Dataset entries

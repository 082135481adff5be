use crate::component_tree::domain::{ComponentWithSnapshotId, Measure, MeasureTable, Metric, Period};
use crate::component_tree::policies::QualifierRules;
use crate::component_tree::services::PeriodExtractor;
use crate::shared::Result;

/// BestValueFiller service substituting best values for missing measures
///
/// Conditions for a best value measure:
/// - the component is a production file or a test file
/// - the metric is optimized for best value and has a best value
pub struct BestValueFiller;

impl BestValueFiller {
    /// Fills the gaps of the table for eligible component/metric pairs
    ///
    /// Real measurements are never overwritten, so running the filler
    /// twice leaves the table unchanged.
    ///
    /// # Returns
    /// Number of synthesized measures
    pub fn fill(
        table: &mut MeasureTable,
        components: &[ComponentWithSnapshotId],
        metrics: &[Metric],
        periods: &[Period],
        rules: &QualifierRules,
    ) -> Result<usize> {
        let period_indexes = PeriodExtractor::indexes(periods);
        let best_value_measures = metrics
            .iter()
            .filter(|m| m.is_eligible_for_best_value())
            .filter_map(|m| {
                m.best_value()
                    .map(|value| Measure::best_value(m.id(), m.key(), value, &period_indexes))
            })
            .collect::<Result<Vec<_>>>()?;
        if best_value_measures.is_empty() {
            return Ok(0);
        }

        let mut filled = 0;
        for component in components
            .iter()
            .filter(|c| rules.is_eligible_for_best_value(c.qualifier()))
        {
            for measure in &best_value_measures {
                if table.insert_if_absent(component.uuid(), measure.clone()) {
                    filled += 1;
                }
            }
        }

        Ok(filled)
    }
}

• [Exercise directions]
Each entry above should be retyped exactly, with nothing missed.

• [Answer below]
repository 082135481adff5be
use crate::component_tree::domain::{ComponentWithSnapshotId, Measure, MeasureTable, Metric, Period};
use crate::component_tree::policies::QualifierRules;
use crate::component_tree::services::PeriodExtractor;
use crate::shared::Result;

/// BestValueFiller service substituting best values for missing measures
///
/// Conditions for a best value measure:
/// - the component is a production file or a test file
/// - the metric is optimized for best value and has a best value
pub struct BestValueFiller;

impl BestValueFiller {
    /// Fills the gaps of the table for eligible component/metric pairs
    ///
    /// Real measurements are never overwritten, so running the filler
    /// twice leaves the table unchanged.
    ///
    /// # Returns
    /// Number of synthesized measures
    pub fn fill(
        table: &mut MeasureTable,
        components: &[ComponentWithSnapshotId],
        metrics: &[Metric],
        periods: &[Period],
        rules: &QualifierRules,
    ) -> Result<usize> {
        let period_indexes = PeriodExtractor::indexes(periods);
        let best_value_measures = metrics
            .iter()
            .filter(|m| m.is_eligible_for_best_value())
            .filter_map(|m| {
                m.best_value()
                    .map(|value| Measure::best_value(m.id(), m.key(), value, &period_indexes))
            })
            .collect::<Result<Vec<_>>>()?;
        if best_value_measures.is_empty() {
            return Ok(0);
        }

        let mut filled = 0;
        for component in components
            .iter()
            .filter(|c| rules.is_eligible_for_best_value(c.qualifier()))
        {
            for measure in &best_value_measures {
                if table.insert_if_absent(component.uuid(), measure.clone()) {
                    filled += 1;
                }
            }
        }

        Ok(filled)
    }
}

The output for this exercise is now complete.